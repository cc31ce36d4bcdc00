use crate::content::prompts;
use crate::content::text::clean_turn;
use crate::content::types::{Speaker, Topic, Turn};
use crate::error::{PodcastError, Result};
use crate::llm::{GenerationClients, GenerationRole};

/// Generation role that speaks for `speaker`.
pub fn role_for(speaker: Speaker) -> GenerationRole {
    match speaker {
        Speaker::Moderator => GenerationRole::Moderator,
        Speaker::Host => GenerationRole::Host,
        Speaker::Guest => GenerationRole::Guest,
    }
}

/// Writes the dialogue for one topic, turn by turn.
///
/// Holds no conversation state: each turn is generated from an explicit
/// slice of the turns before it, so topics can be generated concurrently.
#[derive(Clone)]
pub struct DialogueGenerator {
    clients: GenerationClients,
}

impl DialogueGenerator {
    pub fn new(clients: GenerationClients) -> Self {
        Self { clients }
    }

    /// Generate exactly `num_turns` turns; speaker `n` is `roles[n % roles.len()]`.
    #[tracing::instrument(skip_all, fields(topic_id = topic.id))]
    pub async fn generate(
        &self,
        topic: &Topic,
        num_turns: usize,
        roles: &[Speaker],
        excerpt: &str,
    ) -> Result<Vec<Turn>> {
        if roles.is_empty() {
            return Err(PodcastError::configuration(
                "content.roles",
                "at least one speaker role is required",
            ));
        }

        let mut turns: Vec<Turn> = Vec::with_capacity(num_turns);
        for turn_index in 0..num_turns {
            let speaker = roles[turn_index % roles.len()];
            let content = self.next_turn(topic, speaker, &turns, excerpt).await?;
            tracing::debug!(turn_index, %speaker, "Generated turn");
            turns.push(Turn {
                topic_id: topic.id,
                speaker,
                content,
                turn_index,
            });
        }
        Ok(turns)
    }

    /// Generate the line `speaker` says after `context`.
    pub async fn next_turn(
        &self,
        topic: &Topic,
        speaker: Speaker,
        context: &[Turn],
        excerpt: &str,
    ) -> Result<String> {
        let role = role_for(speaker);
        let client = self.clients.get(role)?;
        let prompt = prompts::turn(topic, excerpt, speaker, context);
        let raw = client.generate(&prompt, role).await.map_err(|e| match e {
            PodcastError::GenerationFailure { message, .. } => PodcastError::generation(
                format!(
                    "topic {}, turn {}, {}",
                    topic.id + 1,
                    context.len(),
                    speaker
                ),
                message,
            ),
            other => other,
        })?;
        Ok(clean_turn(&raw))
    }
}
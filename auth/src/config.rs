//! Magic link strategy configuration.
//!
//! Configuration values are provided by the application, either through the
//! builder methods or from the process environment with
//! [`MagicLinkConfig::from_env`]. Validation happens once, when the strategy
//! is constructed.

use crate::constants::defaults;
use crate::error::ConfigError;
use jsonwebtoken::Algorithm;

/// Magic link authentication configuration.
#[derive(Clone)]
pub struct MagicLinkConfig {
    /// HMAC signing key for issued tokens.
    pub secret: String,

    /// Request fields that must all be present to issue a token.
    ///
    /// Entries may be nested paths such as `user.email` or `user[email]`.
    pub user_fields: Vec<String>,

    /// Field under which a token is expected on acceptance.
    pub token_field: String,

    /// Token time-to-live in seconds.
    ///
    /// Default: 600 (10 minutes). Valid range: 1 to 86400.
    pub ttl_seconds: u64,

    /// Signing algorithm.
    ///
    /// Default: `HS256`. Only HMAC algorithms are accepted.
    pub algorithm: Algorithm,

    /// Whether request-body fields are considered in addition to the query.
    ///
    /// Default: `true`
    pub allow_post: bool,

    /// Defer `verify_user` from issuance to acceptance.
    ///
    /// When set, the raw extracted user fields are embedded in the token and
    /// the user is looked up only once the token comes back.
    ///
    /// Default: `false`
    pub verify_user_after_token: bool,
}

impl std::fmt::Debug for MagicLinkConfig {
    fn fmt(&self, f: &mut std::fmt::Formatter<'_>) -> std::fmt::Result {
        f.debug_struct("MagicLinkConfig")
            .field("secret", &"<redacted>")
            .field("user_fields", &self.user_fields)
            .field("token_field", &self.token_field)
            .field("ttl_seconds", &self.ttl_seconds)
            .field("algorithm", &self.algorithm)
            .field("allow_post", &self.allow_post)
            .field("verify_user_after_token", &self.verify_user_after_token)
            .finish()
    }
}

impl MagicLinkConfig {
    /// Create new configuration with default TTL, algorithm and flags.
    ///
    /// # Arguments
    ///
    /// * `secret` - HMAC signing key
    /// * `user_fields` - Mandatory request fields (e.g. `["email"]`)
    /// * `token_field` - Field carrying the token on acceptance (e.g. `"token"`)
    #[must_use]
    pub fn new<I, F>(
        secret: impl Into<String>,
        user_fields: I,
        token_field: impl Into<String>,
    ) -> Self
    where
        I: IntoIterator<Item = F>,
        F: Into<String>,
    {
        Self {
            secret: secret.into(),
            user_fields: user_fields.into_iter().map(Into::into).collect(),
            token_field: token_field.into(),
            ttl_seconds: defaults::TTL_SECONDS,
            algorithm: Algorithm::HS256,
            allow_post: true,
            verify_user_after_token: false,
        }
    }

    /// Set token time-to-live.
    #[must_use]
    pub const fn with_ttl_seconds(mut self, seconds: u64) -> Self {
        self.ttl_seconds = seconds;
        self
    }

    /// Set signing algorithm.
    #[must_use]
    pub const fn with_algorithm(mut self, algorithm: Algorithm) -> Self {
        self.algorithm = algorithm;
        self
    }

    /// Set whether body fields are considered.
    #[must_use]
    pub const fn with_allow_post(mut self, allow_post: bool) -> Self {
        self.allow_post = allow_post;
        self
    }

    /// Set verification ordering.
    #[must_use]
    pub const fn with_verify_user_after_token(mut self, after_token: bool) -> Self {
        self.verify_user_after_token = after_token;
        self
    }

    /// Validate the configuration.
    ///
    /// # Errors
    ///
    /// Returns the first violated constraint:
    /// - empty secret
    /// - empty user-field list or blank field name
    /// - blank token field
    /// - TTL outside `[1, 86400]`
    /// - non-HMAC algorithm
    pub fn validate(&self) -> Result<(), ConfigError> {
        if self.secret.trim().is_empty() {
            return Err(ConfigError::MissingSecret);
        }

        if self.user_fields.is_empty() {
            return Err(ConfigError::MissingUserFields);
        }

        if let Some(index) = self.user_fields.iter().position(|f| f.trim().is_empty()) {
            return Err(ConfigError::InvalidUserField { index });
        }

        if self.token_field.trim().is_empty() {
            return Err(ConfigError::MissingTokenField);
        }

        if !(defaults::MIN_TTL_SECONDS..=defaults::MAX_TTL_SECONDS).contains(&self.ttl_seconds) {
            return Err(ConfigError::TtlOutOfRange(self.ttl_seconds));
        }

        if !matches!(
            self.algorithm,
            Algorithm::HS256 | Algorithm::HS384 | Algorithm::HS512
        ) {
            return Err(ConfigError::UnsupportedAlgorithm(format!("{:?}", self.algorithm)));
        }

        Ok(())
    }

    /// Load configuration from environment variables.
    ///
    /// | Variable | Required | Format |
    /// |---|---|---|
    /// | `MAGIC_LINK_SECRET` | yes | string |
    /// | `MAGIC_LINK_USER_FIELDS` | yes | comma separated |
    /// | `MAGIC_LINK_TOKEN_FIELD` | yes | string |
    /// | `MAGIC_LINK_TTL_SECONDS` | no | integer |
    /// | `MAGIC_LINK_ALGORITHM` | no | `HS256`, `HS384`, `HS512` |
    /// | `MAGIC_LINK_ALLOW_POST` | no | boolean |
    /// | `MAGIC_LINK_VERIFY_USER_AFTER_TOKEN` | no | boolean |
    ///
    /// The result is validated before it is returned.
    ///
    /// # Errors
    ///
    /// Returns error if a required variable is missing, a value cannot be
    /// parsed, or the resulting configuration is invalid.
    pub fn from_env() -> Result<Self, ConfigError> {
        Self::from_vars(|var| std::env::var(var).ok())
    }

    fn from_vars<F>(get: F) -> Result<Self, ConfigError>
    where
        F: Fn(&str) -> Option<String>,
    {
        let required =
            |var: &str| get(var).ok_or_else(|| ConfigError::EnvVarNotSet(var.to_string()));

        let user_fields: Vec<String> = required("MAGIC_LINK_USER_FIELDS")?
            .split(',')
            .map(|f| f.trim().to_string())
            .filter(|f| !f.is_empty())
            .collect();

        let mut config = Self::new(
            required("MAGIC_LINK_SECRET")?,
            user_fields,
            required("MAGIC_LINK_TOKEN_FIELD")?,
        );

        if let Some(raw) = get("MAGIC_LINK_TTL_SECONDS") {
            config.ttl_seconds = raw.trim().parse().map_err(|_| ConfigError::InvalidEnvValue {
                var: "MAGIC_LINK_TTL_SECONDS".to_string(),
                value: raw.clone(),
            })?;
        }

        if let Some(raw) = get("MAGIC_LINK_ALGORITHM") {
            config.algorithm = parse_algorithm(&raw)?;
        }

        if let Some(raw) = get("MAGIC_LINK_ALLOW_POST") {
            config.allow_post = parse_bool("MAGIC_LINK_ALLOW_POST", &raw)?;
        }

        if let Some(raw) = get("MAGIC_LINK_VERIFY_USER_AFTER_TOKEN") {
            config.verify_user_after_token =
                parse_bool("MAGIC_LINK_VERIFY_USER_AFTER_TOKEN", &raw)?;
        }

        config.validate()?;
        Ok(config)
    }
}

/// Parse an HMAC algorithm name, case-insensitively.
///
/// # Errors
///
/// Returns [`ConfigError::UnsupportedAlgorithm`] for anything other than
/// `HS256`, `HS384` or `HS512`.
pub fn parse_algorithm(name: &str) -> Result<Algorithm, ConfigError> {
    match name.trim().to_ascii_uppercase().as_str() {
        "HS256" => Ok(Algorithm::HS256),
        "HS384" => Ok(Algorithm::HS384),
        "HS512" => Ok(Algorithm::HS512),
        _ => Err(ConfigError::UnsupportedAlgorithm(name.to_string())),
    }
}

fn parse_bool(var: &str, raw: &str) -> Result<bool, ConfigError> {
    match raw.trim().to_ascii_lowercase().as_str() {
        "1" | "true" | "yes" | "on" => Ok(true),
        "0" | "false" | "no" | "off" => Ok(false),
        _ => Err(ConfigError::InvalidEnvValue {
            var: var.to_string(),
            value: raw.to_string(),
        }),
    }
}
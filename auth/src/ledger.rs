//! Used-token ledger.
//!
//! A [`UsedTokens`] ledger records which tokens a single user has already
//! redeemed, together with the instant each token stops being valid. Once a
//! token has expired it can no longer pass signature verification, so its
//! ledger entry is dead weight and is pruned.
//!
//! The ledger is loaded from [`TokenStorage`](crate::providers::TokenStorage)
//! at the start of an acceptance check and written back at its end.

use chrono::{DateTime, Utc};
use std::collections::HashMap;

/// Serialized ledger: token to expiration in unix milliseconds.
pub type TokenRecord = HashMap<String, i64>;

/// Per-user record of accepted tokens.
#[derive(Debug, Clone, Default, PartialEq, Eq)]
pub struct UsedTokens {
    tokens: HashMap<String, i64>,
}

impl UsedTokens {
    /// Create an empty ledger.
    #[must_use]
    pub fn new() -> Self {
        Self::default()
    }

    /// Rebuild a ledger from its stored record.
    #[must_use]
    pub fn from_record(record: TokenRecord) -> Self {
        Self { tokens: record }
    }

    /// Snapshot the ledger for storage.
    #[must_use]
    pub fn to_record(&self) -> TokenRecord {
        self.tokens.clone()
    }

    /// Whether `token` has been recorded.
    #[must_use]
    pub fn has_been_used(&self, token: &str) -> bool {
        self.tokens.contains_key(token)
    }

    /// Record `token` as used until `expiration_secs` (unix seconds).
    ///
    /// Re-recording a token replaces its expiration.
    pub fn mark_as_used(&mut self, token: impl Into<String>, expiration_secs: i64) {
        self.tokens
            .insert(token.into(), expiration_secs.saturating_mul(1000));
    }

    /// Stored expiration of `token` in unix milliseconds.
    #[must_use]
    pub fn expiration_millis(&self, token: &str) -> Option<i64> {
        self.tokens.get(token).copied()
    }

    /// Drop every entry that has expired by now.
    ///
    /// Returns the number of entries removed.
    pub fn remove_expired_tokens(&mut self) -> usize {
        self.remove_expired_tokens_at(Utc::now())
    }

    /// Drop every entry whose expiration is at or before `now`.
    ///
    /// Returns the number of entries removed.
    pub fn remove_expired_tokens_at(&mut self, now: DateTime<Utc>) -> usize {
        let now_ms = now.timestamp_millis();
        let before = self.tokens.len();
        self.tokens.retain(|_, expires_ms| *expires_ms > now_ms);
        before - self.tokens.len()
    }

    /// Number of recorded tokens.
    #[must_use]
    pub fn len(&self) -> usize {
        self.tokens.len()
    }

    /// Whether no tokens are recorded.
    #[must_use]
    pub fn is_empty(&self) -> bool {
        self.tokens.is_empty()
    }
}

impl From<TokenRecord> for UsedTokens {
    fn from(record: TokenRecord) -> Self {
        Self::from_record(record)
    }
}

#[cfg(test)]
mod tests {
    use super::*;
    use chrono::Duration;
    use proptest::prelude::*;

    #[test]
    fn test_mark_and_check() {
        let mut ledger = UsedTokens::new();
        assert!(!ledger.has_been_used("t1"));

        ledger.mark_as_used("t1", 1_700_000_000);
        assert!(ledger.has_been_used("t1"));
        assert_eq!(ledger.expiration_millis("t1"), Some(1_700_000_000_000));
    }

    #[test]
    fn test_last_write_wins() {
        let mut ledger = UsedTokens::new();
        ledger.mark_as_used("t1", 10);
        ledger.mark_as_used("t1", 20);

        assert_eq!(ledger.len(), 1);
        assert_eq!(ledger.expiration_millis("t1"), Some(20_000));
    }

    #[test]
    fn test_remove_expired_tokens() {
        let now = Utc::now();
        let mut ledger = UsedTokens::new();
        ledger.mark_as_used("expired", (now - Duration::minutes(1)).timestamp());
        ledger.mark_as_used("live", (now + Duration::minutes(10)).timestamp());

        assert_eq!(ledger.remove_expired_tokens(), 1);
        assert!(!ledger.has_been_used("expired"));
        assert!(ledger.has_been_used("live"));
    }

    #[test]
    fn test_expiration_boundary_is_pruned() {
        let now = DateTime::from_timestamp(1_700_000_000, 0).unwrap_or_default();
        let mut ledger = UsedTokens::new();
        ledger.mark_as_used("boundary", now.timestamp());
        ledger.mark_as_used("next", now.timestamp() + 1);

        assert_eq!(ledger.remove_expired_tokens_at(now), 1);
        assert!(ledger.has_been_used("next"));
    }

    #[test]
    fn test_record_round_trip() {
        let mut ledger = UsedTokens::new();
        ledger.mark_as_used("a", 100);
        ledger.mark_as_used("b", 200);

        let rebuilt = UsedTokens::from(ledger.to_record());
        assert_eq!(rebuilt, ledger);
    }

    proptest! {
        #[test]
        fn prop_record_round_trip(
            entries in prop::collection::hash_map(
                "[a-z0-9.]{1,24}",
                -1_000_000i64..4_000_000_000,
                0..32,
            ),
        ) {
            let mut ledger = UsedTokens::new();
            for (token, exp) in &entries {
                ledger.mark_as_used(token.clone(), *exp);
            }

            let rebuilt = UsedTokens::from_record(ledger.to_record());
            prop_assert_eq!(&rebuilt, &ledger);
            for (token, exp) in &entries {
                prop_assert!(rebuilt.has_been_used(token));
                prop_assert_eq!(rebuilt.expiration_millis(token), Some(exp * 1000));
            }
        }

        #[test]
        fn prop_pruning_is_idempotent(
            entries in prop::collection::hash_map(
                "[a-z]{1,12}",
                1_699_999_000_000i64..1_700_001_000_000,
                0..32,
            ),
        ) {
            let now = DateTime::from_timestamp(1_700_000_000, 0).unwrap_or_default();
            let mut ledger = UsedTokens::from_record(entries);

            ledger.remove_expired_tokens_at(now);
            let once = ledger.clone();
            let removed_again = ledger.remove_expired_tokens_at(now);

            prop_assert_eq!(removed_again, 0);
            prop_assert_eq!(ledger, once);
        }
    }
}
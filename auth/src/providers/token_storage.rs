//! Token storage trait.
//!
//! This module defines the trait for persisting per-user used-token ledgers
//! ([`TokenRecord`]), which back the replay check of the acceptance phase.

use crate::error::StorageError;
use crate::ledger::TokenRecord;
use std::future::Future;
use std::sync::Arc;

/// Used-token ledger storage.
///
/// Records are keyed by the value of the subject's primary key (e.g. the
/// user's email), one record per user.
///
/// # Implementation Notes
///
/// - `get` and `delete` must succeed for keys that were never written
/// - The strategy performs a read-modify-write (`get` then `set`) per
///   acceptance. Two concurrent acceptances for the same user may both read
///   the old record; implementations that need a strict guarantee must make
///   this atomic themselves.
/// - Records are small (one entry per unexpired redeemed token).
pub trait TokenStorage: Send + Sync {
    /// Load the ledger record for `user_key`.
    ///
    /// # Returns
    ///
    /// - `Ok(Some(record))`: a record exists
    /// - `Ok(None)`: nothing stored for this key
    ///
    /// # Errors
    ///
    /// Returns error if the backend fails or the record cannot be decoded.
    fn get(
        &self,
        user_key: &str,
    ) -> impl Future<Output = Result<Option<TokenRecord>, StorageError>> + Send;

    /// Store `record` under `user_key`, replacing any previous record.
    ///
    /// # Errors
    ///
    /// Returns error if the backend fails or the record cannot be encoded.
    fn set(
        &self,
        user_key: &str,
        record: TokenRecord,
    ) -> impl Future<Output = Result<(), StorageError>> + Send;

    /// Remove the record for `user_key`.
    ///
    /// # Returns
    ///
    /// `true` if a record was present.
    ///
    /// # Errors
    ///
    /// Returns error if the backend fails.
    fn delete(&self, user_key: &str) -> impl Future<Output = Result<bool, StorageError>> + Send;
}

impl<T: TokenStorage> TokenStorage for Arc<T> {
    fn get(
        &self,
        user_key: &str,
    ) -> impl Future<Output = Result<Option<TokenRecord>, StorageError>> + Send {
        (**self).get(user_key)
    }

    fn set(
        &self,
        user_key: &str,
        record: TokenRecord,
    ) -> impl Future<Output = Result<(), StorageError>> + Send {
        (**self).set(user_key, record)
    }

    fn delete(&self, user_key: &str) -> impl Future<Output = Result<bool, StorageError>> + Send {
        (**self).delete(user_key)
    }
}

----------------------------------------

TASK TO COMPLETE ::
Working from the entries above, find every line in which the word "present" occurs and copy it.

RESPONSE ::
    /// Request fields that must all be present to issue a token.
    /// `true` if a record was present.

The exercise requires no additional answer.